Robespierre and Democracy: Four Perspectives

8 August 2022

Robespierre and Democracy: Four Perspectives

It is just over two hundred and twenty eight years since Maximilien Robespierre fell from power. And yet Robespierre still has the capacity to incite debate. Just last month, when left-wing members of the French National Assembly announced their intention to celebrate Robespierre’s life, they were met with denunciation and accusations of “historical ignorance” by government ministers and right-wing politicians alike.

In this piece, four different perspectives are offered on Robespierre’s significance for politics today: Marisa Linton and Catherine Hulse both consider the ambiguities of Robespierre’s relationship to revolutionary democracy and to the rule of law, Chris Chambers highlights Robespierre’s still-relevant defences of democratic citizenship, and Geoff Mann emphasises the importance of Robespierre’s pragmatic critique of market fundamentalism.

Together, these different perspectives show us both the complexity of Robespierre as a figure, and what we can still draw today from democracy’s revolutionary past.


 

Robespierre and the Problem of Democracy in the French Revolution – Marisa Linton

Robespierre was a complex man in a fraught and fast-moving time – the first five years of the French Revolution. Understanding Robespierre aids our appreciation of the precarious, unstable nature of democracy. His life and the choices he made throw light on the degree to which the security of a democracy rests on the integrity of its politicians. In order to get to grips with Robespierre’s political ideas we must situate him in the context of his time. We need to get beyond the black legend of Robespierre constructed by the Thermidoreans, the men who overthrow him, and who subsequently laid the responsibility for ‘the Terror’ at his door in order to exculpate themselves for their own collective participation in decisions taken during the crisis of war and revolution.

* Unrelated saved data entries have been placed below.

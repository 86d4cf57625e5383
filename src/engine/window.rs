//! Built-in exhaustive window-scan engine.
//!
//! Every window of `PRIMER_MIN_SIZE..=PRIMER_MAX_SIZE` bases is a forward
//! candidate; its reverse complement is a reverse candidate. Candidates that
//! pass the per-oligo filters are paired, and the `num_return` pairs with the
//! lowest pair penalty are returned.

use std::cmp::Ordering;
use std::fmt;

use tracing::trace;

use crate::domain::SequenceRecord;
use crate::engine::thermo::{self, Conditions};
use crate::engine::{
    CandidatePair, DesignContext, EngineExplain, EngineOutput, NativeParams, PrimerDesignEngine,
    check_request,
};
use crate::error::EngineError;

/// Settings read once from `NativeParams`.
#[derive(Debug, Clone, Copy, PartialEq)]
pub struct ScanSettings {
    pub opt_size: u32,
    pub min_size: u32,
    pub max_size: u32,
    pub opt_tm: f64,
    pub min_tm: f64,
    pub max_tm: f64,
    pub min_gc: f64,
    pub max_gc: f64,
    pub max_poly_x: u32,
    pub max_self_any: f64,
    pub max_self_end: f64,
    pub product_min: u32,
    pub product_max: u32,
    pub max_diff_tm: f64,
    pub conditions: Conditions,
}

impl ScanSettings {
    pub fn from_params(p: &NativeParams) -> Result<Self, EngineError> {
        let (product_min, product_max) = p.range("PRIMER_PRODUCT_SIZE_RANGE")?;
        Ok(Self {
            opt_size: p.int("PRIMER_OPT_SIZE")?,
            min_size: p.int("PRIMER_MIN_SIZE")?,
            max_size: p.int("PRIMER_MAX_SIZE")?,
            opt_tm: p.float("PRIMER_OPT_TM")?,
            min_tm: p.float("PRIMER_MIN_TM")?,
            max_tm: p.float("PRIMER_MAX_TM")?,
            min_gc: p.float("PRIMER_MIN_GC")?,
            max_gc: p.float("PRIMER_MAX_GC")?,
            max_poly_x: p.int("PRIMER_MAX_POLY_X")?,
            max_self_any: p.float("PRIMER_MAX_SELF_ANY")?,
            max_self_end: p.float("PRIMER_MAX_SELF_END")?,
            product_min,
            product_max,
            max_diff_tm: p.float("PRIMER_PAIR_MAX_DIFF_TM")?,
            conditions: Conditions {
                monovalent_mm: p.float("PRIMER_SALT_MONOVALENT")?,
                divalent_mm: p.float("PRIMER_SALT_DIVALENT")?,
                dntp_mm: p.float("PRIMER_DNTP_CONC")?,
                dna_nm: p.float("PRIMER_DNA_CONC")?,
            },
        })
    }
}

/// Stateless and shareable; all scratch space lives in the context.
#[derive(Debug, Clone, Copy, Default)]
pub struct WindowScanEngine;

impl PrimerDesignEngine for WindowScanEngine {
    type Context = WindowScanContext;

    fn context(&self, params: &NativeParams) -> Result<WindowScanContext, EngineError> {
        let settings = ScanSettings::from_params(params)?;
        if settings.min_size < 2 || settings.min_size > settings.max_size {
            return Err(EngineError::Failed(format!(
                "invalid primer size range {}-{}",
                settings.min_size, settings.max_size
            )));
        }
        Ok(WindowScanContext {
            settings,
            left: Vec::new(),
            right: Vec::new(),
        })
    }
}

#[derive(Debug, Clone)]
struct Oligo {
    /// Forward-strand index of the 5' base.
    position: usize,
    sequence: String,
    tm: f64,
    penalty: f64,
}

/// Per-side rejection counts.
#[derive(Debug, Clone, Copy, Default, PartialEq, Eq)]
pub struct OligoStats {
    pub considered: usize,
    pub ambiguous: usize,
    pub gc: usize,
    /// Tm has no value under the configured salt and DNA concentrations.
    pub tm_undefined: usize,
    pub tm_low: usize,
    pub tm_high: usize,
    pub poly_x: usize,
    pub self_any: usize,
    pub self_end: usize,
    pub ok: usize,
}

impl fmt::Display for OligoStats {
    fn fmt(&self, f: &mut fmt::Formatter<'_>) -> fmt::Result {
        write!(
            f,
            "considered {}, ambiguous {}, GC content failed {}, Tm undefined {}, low tm {}, \
             high tm {}, long poly-x seq {}, high any compl {}, high end compl {}, ok {}",
            self.considered,
            self.ambiguous,
            self.gc,
            self.tm_undefined,
            self.tm_low,
            self.tm_high,
            self.poly_x,
            self.self_any,
            self.self_end,
            self.ok
        )
    }
}

#[derive(Debug, Clone, Copy, Default, PartialEq, Eq)]
pub struct PairStats {
    pub considered: usize,
    pub product_size: usize,
    pub tm_diff: usize,
    pub ok: usize,
}

impl fmt::Display for PairStats {
    fn fmt(&self, f: &mut fmt::Formatter<'_>) -> fmt::Result {
        write!(
            f,
            "considered {}, unacceptable product size {}, tm diff too large {}, ok {}",
            self.considered, self.product_size, self.tm_diff, self.ok
        )
    }
}

pub struct WindowScanContext {
    settings: ScanSettings,
    left: Vec<Oligo>,
    right: Vec<Oligo>,
}

impl WindowScanContext {
    pub fn settings(&self) -> &ScanSettings {
        &self.settings
    }

    /// Filter one oligo (already in 5'->3' orientation).
    fn evaluate(&self, oligo: &[u8], stats: &mut OligoStats) -> Option<(f64, f64)> {
        let s = &self.settings;
        stats.considered += 1;

        if !oligo.iter().all(|b| matches!(b, b'A' | b'C' | b'G' | b'T')) {
            stats.ambiguous += 1;
            return None;
        }
        let gc = thermo::gc_percent(oligo);
        if gc < s.min_gc || gc > s.max_gc {
            stats.gc += 1;
            return None;
        }
        let Some(tm) = thermo::melting_temp(oligo, &s.conditions) else {
            stats.tm_undefined += 1;
            return None;
        };
        if tm < s.min_tm {
            stats.tm_low += 1;
            return None;
        }
        if tm > s.max_tm {
            stats.tm_high += 1;
            return None;
        }
        if thermo::longest_homopolymer(oligo) > s.max_poly_x as usize {
            stats.poly_x += 1;
            return None;
        }
        if thermo::self_any(oligo) > s.max_self_any {
            stats.self_any += 1;
            return None;
        }
        if thermo::self_end(oligo) > s.max_self_end {
            stats.self_end += 1;
            return None;
        }

        stats.ok += 1;
        let penalty =
            (tm - s.opt_tm).abs() + (oligo.len() as f64 - s.opt_size as f64).abs();
        Some((tm, penalty))
    }

    fn scan(&mut self, template: &[u8]) -> (OligoStats, OligoStats) {
        let mut left_stats = OligoStats::default();
        let mut right_stats = OligoStats::default();
        let mut left = std::mem::take(&mut self.left);
        let mut right = std::mem::take(&mut self.right);
        left.clear();
        right.clear();

        let n = template.len();
        let (min_size, max_size) = (self.settings.min_size as usize, self.settings.max_size as usize);
        for start in 0..n {
            for len in min_size..=max_size {
                let end = start + len;
                if end > n {
                    break;
                }
                let window = &template[start..end];

                if let Some((tm, penalty)) = self.evaluate(window, &mut left_stats) {
                    left.push(Oligo {
                        position: start,
                        sequence: String::from_utf8_lossy(window).into_owned(),
                        tm,
                        penalty,
                    });
                }

                let rc = thermo::reverse_complement(window);
                if let Some((tm, penalty)) = self.evaluate(&rc, &mut right_stats) {
                    right.push(Oligo {
                        position: end - 1,
                        sequence: String::from_utf8_lossy(&rc).into_owned(),
                        tm,
                        penalty,
                    });
                }
            }
        }

        self.left = left;
        self.right = right;
        (left_stats, right_stats)
    }

    fn pair_up(&mut self, num_return: usize) -> (Vec<RankedPair>, PairStats) {
        let s = self.settings;
        let mut stats = PairStats::default();

        self.left.sort_by(by_penalty_then_position);
        self.right.sort_by(by_penalty_then_position);

        let mut best: Vec<RankedPair> = Vec::with_capacity(num_return + 1);
        for (li, l) in self.left.iter().enumerate() {
            if let Some(worst) = best.last().filter(|_| best.len() == num_return)
                && l.penalty > worst.penalty
            {
                break;
            }
            for (ri, r) in self.right.iter().enumerate() {
                // Remaining rights only get worse; Tm difference is never negative.
                if let Some(worst) = best.last().filter(|_| best.len() == num_return)
                    && l.penalty + r.penalty > worst.penalty
                {
                    break;
                }
                stats.considered += 1;

                if r.position < l.position {
                    stats.product_size += 1;
                    continue;
                }
                let product = (r.position - l.position + 1) as u32;
                if product < s.product_min || product > s.product_max {
                    stats.product_size += 1;
                    continue;
                }
                let diff = (l.tm - r.tm).abs();
                if diff > s.max_diff_tm {
                    stats.tm_diff += 1;
                    continue;
                }
                stats.ok += 1;

                let candidate = RankedPair {
                    left: li,
                    right: ri,
                    left_position: l.position,
                    right_position: r.position,
                    left_len: l.sequence.len(),
                    right_len: r.sequence.len(),
                    penalty: l.penalty + r.penalty + diff,
                    product_size: product,
                };
                insert_ranked(&mut best, candidate, num_return);
            }
        }
        (best, stats)
    }
}

fn by_penalty_then_position(a: &Oligo, b: &Oligo) -> Ordering {
    a.penalty
        .total_cmp(&b.penalty)
        .then(a.position.cmp(&b.position))
        .then(a.sequence.len().cmp(&b.sequence.len()))
}

#[derive(Debug, Clone, Copy)]
struct RankedPair {
    left: usize,
    right: usize,
    left_position: usize,
    right_position: usize,
    left_len: usize,
    right_len: usize,
    penalty: f64,
    product_size: u32,
}

impl RankedPair {
    fn rank(&self, other: &Self) -> Ordering {
        self.penalty
            .total_cmp(&other.penalty)
            .then(self.left_position.cmp(&other.left_position))
            .then(self.right_position.cmp(&other.right_position))
            .then(self.left_len.cmp(&other.left_len))
            .then(self.right_len.cmp(&other.right_len))
    }
}

/// Keep `best` sorted and at most `cap` long.
fn insert_ranked(best: &mut Vec<RankedPair>, candidate: RankedPair, cap: usize) {
    let at = best
        .iter()
        .position(|b| candidate.rank(b) == Ordering::Less)
        .unwrap_or(best.len());
    if at >= cap {
        return;
    }
    best.insert(at, candidate);
    best.truncate(cap);
}

impl DesignContext for WindowScanContext {
    fn design(
        &mut self,
        record: &SequenceRecord,
        num_return: usize,
    ) -> Result<EngineOutput, EngineError> {
        check_request(record, num_return)?;

        let (left_stats, right_stats) = self.scan(record.sequence().as_bytes());
        let (ranked, pair_stats) = self.pair_up(num_return);
        trace!(
            id = record.id(),
            left = left_stats.ok,
            right = right_stats.ok,
            pairs = pair_stats.ok,
            "window scan finished"
        );

        let pairs: Vec<CandidatePair> = ranked
            .iter()
            .map(|p| {
                let l = &self.left[p.left];
                let r = &self.right[p.right];
                CandidatePair {
                    left_sequence: l.sequence.clone(),
                    right_sequence: r.sequence.clone(),
                    left_position: l.position as u32,
                    right_position: r.position as u32,
                    left_tm: l.tm,
                    right_tm: r.tm,
                    left_penalty: l.penalty,
                    right_penalty: r.penalty,
                    product_size: p.product_size,
                }
            })
            .collect();

        let explain = pairs.is_empty().then(|| EngineExplain {
            left: left_stats.to_string(),
            right: right_stats.to_string(),
            pair: pair_stats.to_string(),
        });

        Ok(EngineOutput { pairs, explain })
    }
}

In the early years of the Revolution Robespierre was one of a small group of Jacobin radicals in the National Assembly who argued that the principles of the Revolution, enshrined in the Declaration of the Rights of Man and of the Citizen, should be applied to all men, regardless of poverty and individual religious beliefs. He also argued against slavery as being in contradiction to the Rights of Man. In May 1791 he tried – unsuccessfully – to get the death penalty abolished, arguing that it was a barbaric, immoral and ineffectual practice. Over the winter of 1791-1792 he opposed – again unsuccessfully – the move to declare war on France’s neighbours, on the grounds that ‘no one welcomes armed liberators’, and arguing that war would play into the hands of military leaders, and risked enabling the rise of a military leader, a new Julius Caesar at the expense of popular sovereignty. Had Robespierre died in early 1792 his reputation as an advocate of democracy would be readily accepted. But the war declared in April 1792 transformed France’s circumstances, and destabilised and polarised politics. It swiftly led to the overthrow of the monarchy and the declaration of the first Republic. War changed the Revolution, and it also changed Robespierre.

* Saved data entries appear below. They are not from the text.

//! Reporting utilities: batch statistics and formatted terminal output.

pub mod format;

pub use format::*;

use serde::Serialize;

use crate::domain::PrimerResult;
use crate::error::StatsError;

/// min / max / mean over one quantity.
#[derive(Debug, Clone, Copy, PartialEq, Serialize)]
pub struct Summary {
    pub min: f64,
    pub max: f64,
    pub mean: f64,
}

impl Summary {
    fn of(values: impl Iterator<Item = f64>) -> Option<Summary> {
        let mut n = 0usize;
        let mut min = f64::INFINITY;
        let mut max = f64::NEG_INFINITY;
        let mut sum = 0.0;
        for v in values {
            n += 1;
            min = min.min(v);
            max = max.max(v);
            sum += v;
        }
        (n > 0).then(|| Summary {
            min,
            max,
            mean: sum / n as f64,
        })
    }
}

#[derive(Debug, Clone, Copy, PartialEq, Serialize)]
pub struct PairSummary {
    pub forward: Summary,
    pub reverse: Summary,
}

/// Aggregate statistics over a non-empty set of results.
#[derive(Debug, Clone, Copy, PartialEq, Serialize)]
pub struct BatchStats {
    pub total_primers: usize,
    pub tm_statistics: PairSummary,
    pub gc_statistics: PairSummary,
    pub product_size_statistics: Summary,
}

/// Summarize results. Statistics of nothing are undefined, so an empty slice
/// is an error rather than a zero-filled report.
pub fn summarize(results: &[PrimerResult]) -> Result<BatchStats, StatsError> {
    let stat = |f: fn(&PrimerResult) -> f64| {
        Summary::of(results.iter().map(f)).ok_or(StatsError::EmptyBatch)
    };

    Ok(BatchStats {
        total_primers: results.len(),
        tm_statistics: PairSummary {
            forward: stat(PrimerResult::tm_forward)?,
            reverse: stat(PrimerResult::tm_reverse)?,
        },
        gc_statistics: PairSummary {
            forward: stat(PrimerResult::gc_forward)?,
            reverse: stat(PrimerResult::gc_reverse)?,
        },
        product_size_statistics: stat(|r| r.product_size() as f64)?,
    })
}

#[cfg(test)]
mod tests {
    use super::*;
    use crate::domain::sample_draft;

    fn result(tm_f: f64, gc_r: f64, product: u32) -> PrimerResult {
        let mut d = sample_draft("s");
        d.tm_forward = tm_f;
        d.gc_reverse = gc_r;
        d.product_size = product;
        PrimerResult::new(d).unwrap()
    }

    #[test]
    fn summarize_computes_min_max_mean() {
        let results = vec![
            result(58.0, 40.0, 100),
            result(60.0, 50.0, 200),
            result(62.0, 60.0, 600),
        ];
        let stats = summarize(&results).unwrap();
        assert_eq!(stats.total_primers, 3);
        assert!((stats.tm_statistics.forward.min - 58.0).abs() < 1e-12);
        assert!((stats.tm_statistics.forward.max - 62.0).abs() < 1e-12);
        assert!((stats.tm_statistics.forward.mean - 60.0).abs() < 1e-12);
        assert!((stats.gc_statistics.reverse.mean - 50.0).abs() < 1e-12);
        assert!((stats.product_size_statistics.mean - 300.0).abs() < 1e-12);
    }

    #[test]
    fn empty_batch_is_an_error() {
        assert_eq!(summarize(&[]).unwrap_err(), StatsError::EmptyBatch);
    }

    #[test]
    fn stats_serialize_to_the_report_shape() {
        let stats = summarize(&[result(60.0, 50.0, 200)]).unwrap();
        let v = serde_json::to_value(stats).unwrap();
        assert_eq!(v["total_primers"], 1);
        assert!(v["tm_statistics"]["forward"]["min"].is_number());
        assert!(v["gc_statistics"]["reverse"]["mean"].is_number());
        assert!(v["product_size_statistics"]["max"].is_number());
        assert_eq!(v.as_object().unwrap().len(), 4);
    }
}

In common with most revolutionaries Robespierre was an advocate of the ideal of political virtue – that is, the obligation for politicians to put the public good before personal self-interest or self-enrichment. The perceived need for political leaders to act as men of virtue was in part a reaction against the corruption and venality endemic in the old regime. As the Revolution progressed there was a growing awareness that deeds must match words, that the integrity of revolutionaries must be authentic, rather than mere words that were mouthed to win support. Amongst his supporters on the radical left, and amongst the working people of Paris, Robespierre was one of the revolutionary leaders whose integrity was seen as authentic – he could not be bought or bribed: hence his soubriquet, ‘the Incorruptible.’

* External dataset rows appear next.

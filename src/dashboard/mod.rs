//! Dashboard core: shared state, risk recomputation, and poll lifecycle.
//!
//! The facade owns the state the rendering layer reads (snapshot, risk
//! assessment) and the imperative setters that mutate the strategy inputs.
//! Polling runs as a single spawned task; all cross-task coordination is a
//! generation counter compared before a cycle's result is applied.

mod aggregator;
mod error;
mod scheduler;

pub use error::DashboardError;
pub use scheduler::SchedulerState;

use std::sync::Arc;
use std::sync::atomic::{AtomicBool, AtomicU64, Ordering};
use std::time::Duration;

use rust_decimal::Decimal;
use tokio::sync::{Mutex, RwLock, mpsc};
use tokio::task::JoinHandle;
use tracing::info;

use crate::analytics::{AnalyticsClient, AnalyticsFeed};
use crate::config::Config;
use crate::domain::{RiskAssessment, Snapshot, StrategyConfig, Timeframe};
use crate::risk;
use aggregator::SnapshotAggregator;
use scheduler::{Command, PollScheduler};

/// State shared between the facade and the poll task.
pub(crate) struct SharedState {
    strategy: RwLock<StrategyConfig>,
    assessment: RwLock<RiskAssessment>,
    snapshot: RwLock<Snapshot>,
    /// Poll-cycle generation; bumped on every timeframe change and on stop.
    generation: AtomicU64,
    last_cycle_ok: AtomicBool,
}

impl SharedState {
    fn new(strategy: StrategyConfig) -> Self {
        let assessment = risk::assess(&strategy);
        Self {
            strategy: RwLock::new(strategy),
            assessment: RwLock::new(assessment),
            snapshot: RwLock::new(Snapshot::default()),
            generation: AtomicU64::new(0),
            last_cycle_ok: AtomicBool::new(true),
        }
    }

    pub(crate) fn generation(&self) -> u64 {
        self.generation.load(Ordering::SeqCst)
    }

    pub(crate) fn bump_generation(&self) {
        self.generation.fetch_add(1, Ordering::SeqCst);
    }

    pub(crate) fn set_last_cycle_ok(&self, ok: bool) {
        self.last_cycle_ok.store(ok, Ordering::SeqCst);
    }

    pub(crate) async fn timeframe(&self) -> Timeframe {
        self.strategy.read().await.timeframe
    }
}

struct PollHandle {
    commands: mpsc::UnboundedSender<Command>,
    task: JoinHandle<()>,
}

/// Dashboard core exposed to the rendering layer.
pub struct Dashboard {
    state: Arc<SharedState>,
    feed: Arc<dyn AnalyticsFeed>,
    poll_interval: Duration,
    runtime: Mutex<Option<PollHandle>>,
}

impl Dashboard {
    /// Creates a dashboard backed by the HTTP analytics client.
    pub fn new(cfg: &Config) -> Result<Self, DashboardError> {
        let client = AnalyticsClient::from_config(&cfg.analytics)
            .map_err(|e| DashboardError::Client(e.to_string()))?;

        Ok(Self::with_feed(Arc::new(client), cfg.polling.interval))
    }

    /// Creates a dashboard over an arbitrary feed. Used by tests.
    pub fn with_feed(feed: Arc<dyn AnalyticsFeed>, poll_interval: Duration) -> Self {
        Self {
            state: Arc::new(SharedState::new(StrategyConfig::default())),
            feed,
            poll_interval,
            runtime: Mutex::new(None),
        }
    }

    /// Starts the poll loop. Errors if already running.
    pub async fn start(&self) -> Result<(), DashboardError> {
        let mut runtime = self.runtime.lock().await;
        if runtime.is_some() {
            return Err(DashboardError::AlreadyRunning);
        }

        let (tx, rx) = mpsc::unbounded_channel();
        let aggregator = SnapshotAggregator::new(Arc::clone(&self.feed), Arc::clone(&self.state));
        let scheduler = PollScheduler::new(aggregator, self.poll_interval, rx);
        let task = tokio::spawn(scheduler.run());

        *runtime = Some(PollHandle { commands: tx, task });

        info!(interval = ?self.poll_interval, "dashboard polling started");
        Ok(())
    }

    /// Stops the poll loop; safe to call when not running.
    ///
    /// The generation is bumped first so an in-flight cycle can no longer
    /// mutate the snapshot.
    pub async fn stop(&self) {
        let handle = self.runtime.lock().await.take();
        if let Some(handle) = handle {
            self.state.bump_generation();
            let _ = handle.commands.send(Command::Stop);
            let _ = handle.task.await;
            info!("dashboard polling stopped");
        }
    }

    /// Read-only view of the latest known-good snapshot.
    pub async fn snapshot(&self) -> Snapshot {
        self.state.snapshot.read().await.clone()
    }

    /// Read-only view of the current risk assessment.
    pub async fn risk_assessment(&self) -> RiskAssessment {
        self.state.assessment.read().await.clone()
    }

    /// Read-only view of the current strategy inputs.
    pub async fn strategy(&self) -> StrategyConfig {
        self.state.strategy.read().await.clone()
    }

    /// Whether the most recent poll cycle succeeded. Drives the rendering
    /// layer's connectivity indicator.
    pub fn last_cycle_ok(&self) -> bool {
        self.state.last_cycle_ok.load(Ordering::SeqCst)
    }

    /// Sets the session capital. Non-positive capital is rejected since the
    /// planner's arithmetic is undefined for it.
    pub async fn set_capital(&self, capital: Decimal) -> Result<(), DashboardError> {
        if capital <= Decimal::ZERO {
            return Err(DashboardError::InvalidCapital(capital));
        }
        self.update_strategy(|s| s.capital = capital).await;
        Ok(())
    }

    /// Sets the desired session profit.
    pub async fn set_target(&self, target: Decimal) {
        self.update_strategy(|s| s.target = target).await;
    }

    /// Sets the number of planned trades, clamped to at least 1.
    pub async fn set_trade_count(&self, count: u32) {
        self.update_strategy(|s| s.trade_count = count.max(1)).await;
    }

    pub async fn set_trailing_stop(&self, on: bool) {
        self.update_strategy(|s| s.trailing_stop = on).await;
    }

    pub async fn set_hedge_mode(&self, on: bool) {
        self.update_strategy(|s| s.hedge_mode = on).await;
    }

    pub async fn set_compound(&self, on: bool) {
        self.update_strategy(|s| s.compound = on).await;
    }

    /// Switches the active timeframe.
    ///
    /// Recomputes the risk assessment, invalidates any in-flight poll cycle
    /// via a generation bump, and restarts polling immediately for the new
    /// timeframe. A no-op when the timeframe is unchanged.
    pub async fn set_timeframe(&self, tf: Timeframe) {
        {
            let strategy = self.state.strategy.read().await;
            if strategy.timeframe == tf {
                return;
            }
        }

        self.update_strategy(|s| s.timeframe = tf).await;
        self.state.bump_generation();

        let runtime = self.runtime.lock().await;
        if let Some(handle) = runtime.as_ref() {
            let _ = handle.commands.send(Command::Repoll);
        }

        info!(timeframe = %tf, "timeframe changed");
    }

    /// Applies a strategy mutation and synchronously recomputes the
    /// assessment from the full, updated config.
    async fn update_strategy(&self, mutate: impl FnOnce(&mut StrategyConfig)) {
        let mut strategy = self.state.strategy.write().await;
        mutate(&mut strategy);
        let assessment = risk::assess(&strategy);
        *self.state.assessment.write().await = assessment;
    }
}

Robespierre’s transformation into a supporter of terror does not lie in some individual flaw in his personality, but in the headlong and increasingly traumatic politics of the Revolution itself. In June 1793, the Jacobin leaders wrote the most democratic, egalitarian and libertarian constitution that the world had yet seen. Then they shelved it ‘until the peace’ – that is, until the war should be over. The circumstances of war, they argued, necessitated a crisis government. Robespierre did not cease to be a democrat. But he thought other things were more important – chief of which was the survival of the Republic. Everything must be subordinated to that. Revolutionaries must be prepared to adopt the ruthless tactics that their enemies would deploy were the positions to be reversed. In these circumstances, Robespierre considered the recourse to terror to be acceptable provided it was guided by virtue (political integrity). Thus the humanitarian and libertarian politician became a defender of terror, and ironically it is for that that he is principally remembered.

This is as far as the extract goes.